• [What the task asks]: The answer must be one number: the count of lines in the data below that include "const".

• [Exercise materials]:

==================================================

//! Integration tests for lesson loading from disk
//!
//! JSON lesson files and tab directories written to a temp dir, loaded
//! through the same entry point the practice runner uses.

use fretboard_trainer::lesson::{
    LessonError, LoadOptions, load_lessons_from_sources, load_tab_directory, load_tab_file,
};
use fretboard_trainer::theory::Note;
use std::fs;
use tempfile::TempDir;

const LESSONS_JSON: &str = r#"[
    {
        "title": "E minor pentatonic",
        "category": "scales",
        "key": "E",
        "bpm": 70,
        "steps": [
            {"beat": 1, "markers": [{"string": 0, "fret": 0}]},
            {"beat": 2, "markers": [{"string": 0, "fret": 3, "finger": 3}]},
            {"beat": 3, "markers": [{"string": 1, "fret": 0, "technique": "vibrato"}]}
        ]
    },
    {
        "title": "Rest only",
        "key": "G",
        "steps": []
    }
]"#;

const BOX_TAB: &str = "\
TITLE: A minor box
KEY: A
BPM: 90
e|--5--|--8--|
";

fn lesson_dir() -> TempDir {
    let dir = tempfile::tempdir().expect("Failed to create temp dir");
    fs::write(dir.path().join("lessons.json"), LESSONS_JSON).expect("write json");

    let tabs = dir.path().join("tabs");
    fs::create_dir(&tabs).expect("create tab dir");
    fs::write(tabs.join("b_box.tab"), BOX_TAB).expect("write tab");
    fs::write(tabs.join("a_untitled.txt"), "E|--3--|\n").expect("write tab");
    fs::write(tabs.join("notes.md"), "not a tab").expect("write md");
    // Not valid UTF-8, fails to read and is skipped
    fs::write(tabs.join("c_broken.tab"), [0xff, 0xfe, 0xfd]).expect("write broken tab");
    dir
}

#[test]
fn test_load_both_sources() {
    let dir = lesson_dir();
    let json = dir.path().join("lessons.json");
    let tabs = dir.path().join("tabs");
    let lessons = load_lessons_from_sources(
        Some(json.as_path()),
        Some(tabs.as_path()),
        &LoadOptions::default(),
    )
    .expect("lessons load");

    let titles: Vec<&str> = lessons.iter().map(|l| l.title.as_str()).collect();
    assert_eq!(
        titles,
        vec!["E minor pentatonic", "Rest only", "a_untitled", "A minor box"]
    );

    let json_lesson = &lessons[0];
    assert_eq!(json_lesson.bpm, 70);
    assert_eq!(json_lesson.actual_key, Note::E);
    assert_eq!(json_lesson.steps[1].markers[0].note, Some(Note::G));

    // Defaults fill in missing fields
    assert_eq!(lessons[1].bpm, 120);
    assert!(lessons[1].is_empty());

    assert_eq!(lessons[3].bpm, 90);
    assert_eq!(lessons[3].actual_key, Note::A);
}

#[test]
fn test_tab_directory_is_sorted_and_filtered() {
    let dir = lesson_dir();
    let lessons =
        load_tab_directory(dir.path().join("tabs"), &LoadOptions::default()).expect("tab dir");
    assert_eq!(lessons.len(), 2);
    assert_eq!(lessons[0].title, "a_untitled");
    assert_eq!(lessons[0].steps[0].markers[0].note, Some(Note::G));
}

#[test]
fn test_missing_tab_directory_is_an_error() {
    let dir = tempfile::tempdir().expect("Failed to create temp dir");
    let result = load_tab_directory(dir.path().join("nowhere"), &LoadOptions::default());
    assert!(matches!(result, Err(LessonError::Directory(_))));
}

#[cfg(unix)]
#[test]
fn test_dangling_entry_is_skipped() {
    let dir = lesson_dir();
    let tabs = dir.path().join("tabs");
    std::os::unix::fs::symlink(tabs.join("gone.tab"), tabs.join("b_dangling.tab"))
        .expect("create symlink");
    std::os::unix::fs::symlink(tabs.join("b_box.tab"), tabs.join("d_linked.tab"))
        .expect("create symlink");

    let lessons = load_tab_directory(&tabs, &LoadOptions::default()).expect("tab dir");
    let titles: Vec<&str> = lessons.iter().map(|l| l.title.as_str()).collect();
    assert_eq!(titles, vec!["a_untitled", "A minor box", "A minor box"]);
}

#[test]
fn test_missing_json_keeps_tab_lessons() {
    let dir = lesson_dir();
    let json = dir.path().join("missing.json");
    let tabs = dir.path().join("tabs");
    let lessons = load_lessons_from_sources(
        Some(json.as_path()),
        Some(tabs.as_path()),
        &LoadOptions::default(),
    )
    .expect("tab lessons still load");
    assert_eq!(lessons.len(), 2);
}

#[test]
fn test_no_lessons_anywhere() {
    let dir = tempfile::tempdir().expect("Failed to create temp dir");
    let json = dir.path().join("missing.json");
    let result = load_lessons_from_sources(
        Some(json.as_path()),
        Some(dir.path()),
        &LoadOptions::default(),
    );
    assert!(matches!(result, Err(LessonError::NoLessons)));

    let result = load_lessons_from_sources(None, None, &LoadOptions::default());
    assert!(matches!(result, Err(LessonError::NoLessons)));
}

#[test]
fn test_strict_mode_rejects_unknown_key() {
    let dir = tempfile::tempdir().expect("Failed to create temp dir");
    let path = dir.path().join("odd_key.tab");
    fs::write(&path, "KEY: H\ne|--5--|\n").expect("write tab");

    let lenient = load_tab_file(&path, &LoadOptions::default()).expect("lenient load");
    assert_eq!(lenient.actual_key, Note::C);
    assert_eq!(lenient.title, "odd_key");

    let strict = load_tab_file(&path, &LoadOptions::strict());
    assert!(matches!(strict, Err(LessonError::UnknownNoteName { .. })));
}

==================================================

• [Response]: 2